### WHAT YOU SHOULD DO
Your response should consist of the data that follows, repeated in full without alteration.

*** SUPPLIED RECORDS ***

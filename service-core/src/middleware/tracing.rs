use axum::http::HeaderValue;
use axum::{extract::Request, middleware::Next, response::Response};
use uuid::Uuid;

pub const REQUEST_ID_HEADER: &str = "x-request-id";

/// Propagates the caller's `x-request-id`, or assigns a fresh one, on both
/// the request (for downstream spans) and the response.
pub async fn request_id_middleware(mut req: Request, next: Next) -> Response {
    let request_id = req
        .headers()
        .get(REQUEST_ID_HEADER)
        .and_then(|h| h.to_str().ok())
        .map(|s| s.to_string())
        .unwrap_or_else(|| Uuid::new_v4().to_string());

    if let Ok(header_value) = HeaderValue::from_str(&request_id) {
        req.headers_mut().insert(REQUEST_ID_HEADER, header_value);
    }

    let mut response = next.run(req).await;

    if let Ok(header_value) = HeaderValue::from_str(&request_id) {
        response
            .headers_mut()
            .insert(REQUEST_ID_HEADER, header_value);
    }

    response
}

*** End of SUPPLIED RECORDS ***

### YOUR RESPONSE
filename service-core/src/middleware/tracing.rs
use axum::http::HeaderValue;
use axum::{extract::Request, middleware::Next, response::Response};
use uuid::Uuid;

pub const REQUEST_ID_HEADER: &str = "x-request-id";

/// Propagates the caller's `x-request-id`, or assigns a fresh one, on both
/// the request (for downstream spans) and the response.
pub async fn request_id_middleware(mut req: Request, next: Next) -> Response {
    let request_id = req
        .headers()
        .get(REQUEST_ID_HEADER)
        .and_then(|h| h.to_str().ok())
        .map(|s| s.to_string())
        .unwrap_or_else(|| Uuid::new_v4().to_string());

    if let Ok(header_value) = HeaderValue::from_str(&request_id) {
        req.headers_mut().insert(REQUEST_ID_HEADER, header_value);
    }

    let mut response = next.run(req).await;

    if let Ok(header_value) = HeaderValue::from_str(&request_id) {
        response
            .headers_mut()
            .insert(REQUEST_ID_HEADER, header_value);
    }

    response
}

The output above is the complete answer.